Since Catherine is the only one who truly loves him, Heathcliff has built a very hard wall against everyone else around him except for her. Everything that Heathcliff does is out of love for Catherine. When she dies, he is torn apart and his wish for her to never rest in peace is his way of preserving himself. Since Catherine's love for Linton is like the foliage in the woods [and her] love for Heathcliff resembles the eternal rocks beneath, (84) she does not feel for Edgar that which she feels for Heathcliff. Yet Edgar's love is strong enough for his wife that he, as well as Heathcliff, cannot overcome the ill sentiments they feel for each other when Catherine blames them both for her death. Heathcliff, therefore, treats everyone around him with absolute antagonism.

There was a strong bitterness between Wuthering Heights and Thrushcross Grange once Heathcliff gained control of the land at the Heights. It was so strong that Edgar Linton would not even let his daughter, Cathy step foot outside the boundaries of his property. Yet Cathy's love for her cousin, Linton was so strong that it empowered Edgar's warnings not to step foot on Wuthering Heights. Edgar's love for his daughter was stronger than his hate for Heathcliff, and so he accepted Cathy's marriage with Linton before he dies.
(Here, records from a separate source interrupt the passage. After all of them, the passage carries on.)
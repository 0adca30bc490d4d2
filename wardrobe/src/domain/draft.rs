// wardrobe/src/domain/draft.rs
//! Working copy of an entity while it is being created or edited.
//!
//! A draft is what a form holds: defaults come from the entity under edit (or
//! are empty for a new one), tag pickers toggle values through [`Draft::toggle`]
//! and receive the full resulting selection after every change. Nothing is
//! persisted until the draft is handed to a store.

use crate::domain::entity::{EntityId, EntityPatch, TaggedEntity};
use crate::domain::error::{DomainError, DomainResult};
use crate::domain::facet::{Facet, TagSet};
use crate::domain::tags::{ClothingTags, FacetTags, OutfitTags};
use crate::domain::vocabulary::TagVocabulary;

#[derive(Debug, Clone, PartialEq)]
pub struct Draft<T: FacetTags> {
    /// Set when editing an existing entity
    pub editing: Option<EntityId>,
    pub image: Option<String>,
    pub description: String,
    pub tags: T,
}

pub type ClothingDraft = Draft<ClothingTags>;
pub type OutfitDraft = Draft<OutfitTags>;

impl<T: FacetTags> Default for Draft<T> {
    fn default() -> Self {
        Self {
            editing: None,
            image: None,
            description: String::new(),
            tags: T::default(),
        }
    }
}

impl<T: FacetTags> Draft<T> {
    pub fn new() -> Self {
        Self::default()
    }

    pub fn from_entity(entity: &TaggedEntity<T>) -> Self {
        Self {
            editing: entity.id.clone(),
            image: Some(entity.image.clone()),
            description: entity.description.clone(),
            tags: entity.tags.clone(),
        }
    }

    pub fn set_image<S: Into<String>>(&mut self, image: S) {
        self.image = Some(image.into());
    }

    pub fn set_description<S: Into<String>>(&mut self, description: S) {
        self.description = description.into();
    }

    /// Toggle a legal value of `facet`, returning the whole selection afterwards
    pub fn toggle(
        &mut self,
        vocabulary: &TagVocabulary<T::Facet>,
        facet: T::Facet,
        value: &str,
    ) -> DomainResult<TagSet> {
        if !vocabulary.contains(facet, value) {
            return Err(DomainError::InvalidTag {
                facet: facet.to_string(),
                value: value.to_string(),
            });
        }
        self.tags.toggle(facet, value)
    }

    pub fn selected(&self, facet: T::Facet) -> TagSet {
        self.tags.values(facet)
    }

    fn require_image(&self) -> DomainResult<String> {
        self.image
            .as_deref()
            .map(str::trim)
            .filter(|image| !image.is_empty())
            .map(ToString::to_string)
            .ok_or_else(|| DomainError::Validation("Please add an image.".to_string()))
    }

    /// Entity to pass to a store's add operation
    pub fn into_entity(self) -> DomainResult<TaggedEntity<T>> {
        let image = self.require_image()?;
        Ok(TaggedEntity::new(image, self.description, self.tags))
    }

    /// Patch carrying every field of the draft, for a store's edit operation
    pub fn to_patch(&self) -> DomainResult<EntityPatch<T::Facet>> {
        let image = self.require_image()?;
        let seed = EntityPatch::new()
            .image(image)
            .description(self.description.clone());
        let patch = T::Facet::all()
            .iter()
            .fold(seed, |patch, facet| patch.facet(*facet, self.tags.values(*facet)));
        Ok(patch)
    }
}

#[cfg(test)]
mod tests {
    use super::*;
    use crate::domain::facet::{ClothingFacet, OutfitFacet};

    #[test]
    fn given_clothing_draft_when_selecting_m_then_l_then_size_holds_only_l() {
        let vocabulary = TagVocabulary::default();
        let mut draft = ClothingDraft::new();

        draft.toggle(&vocabulary, ClothingFacet::Size, "M").unwrap();
        let selected = draft.toggle(&vocabulary, ClothingFacet::Size, "L").unwrap();

        assert_eq!(selected.into_iter().collect::<Vec<_>>(), vec!["L"]);
        assert_eq!(draft.tags.size.as_deref(), Some("L"));
    }

    #[test]
    fn given_value_outside_vocabulary_when_toggle_then_rejected_and_unchanged() {
        let vocabulary = TagVocabulary::default();
        let mut draft = OutfitDraft::new();

        let result = draft.toggle(&vocabulary, OutfitFacet::Weather, "Hail");

        assert!(matches!(result, Err(DomainError::InvalidTag { .. })));
        assert!(draft.selected(OutfitFacet::Weather).is_empty());
    }

    #[test]
    fn given_draft_without_image_when_into_entity_then_validation_error() {
        let mut draft = OutfitDraft::new();
        draft.set_description("x");
        assert!(matches!(draft.clone().into_entity(), Err(DomainError::Validation(_))));
        assert!(draft.to_patch().is_err());

        draft.set_image("file:///photo.jpg");
        let entity = draft.into_entity().unwrap();
        assert_eq!(entity.image, "file:///photo.jpg");
        assert_eq!(entity.description, "x");
        assert!(entity.id.is_none());
    }

    #[test]
    fn given_existing_entity_when_draft_to_patch_then_patch_covers_every_facet() {
        let vocabulary = TagVocabulary::default();
        let mut entity = TaggedEntity::new("img", "coat", ClothingTags::default());
        entity.id = Some(EntityId::new("1"));

        let mut draft = ClothingDraft::from_entity(&entity);
        draft.toggle(&vocabulary, ClothingFacet::Color, "Black").unwrap();
        let patch = draft.to_patch().unwrap();

        assert_eq!(draft.editing, Some(EntityId::new("1")));
        assert_eq!(patch.tags.len(), ClothingFacet::all().len());
        assert_eq!(patch.description.as_deref(), Some("coat"));

        entity.apply(patch).unwrap();
        assert!(entity.tags.color.contains("Black"));
    }
}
But Linton grew sicker and dies, as well. Heathcliff, longing to be united once again with Catherine, cannot help but take revenge upon Cathy. However, the beginning of Heathcliff and Catherine's own relationship is developing between Hare ton and young Cathy, and the love between the two at the end grows stronger than Heathcliff's need for revenge at that point. Instead, he needs to rest peacefully, as she has disturbed me, night and day, through eighteen years-incessantly-remorselessly-till yesternight; and yesternight I was tranquil my cheek frozen against hers. (274) Finally, Heathcliff and Catherine found peace, as they walked the Earth in their supernatural form. Ultimately, the two households were unified in an everlasting bond of happiness.

For all of its gloomy desolation, love seeped through to fix the problems in the novel, which would be insurmountable unless love could conquer the incredible miscommunication's that resulted in rift after rift. Love was the only means of repair.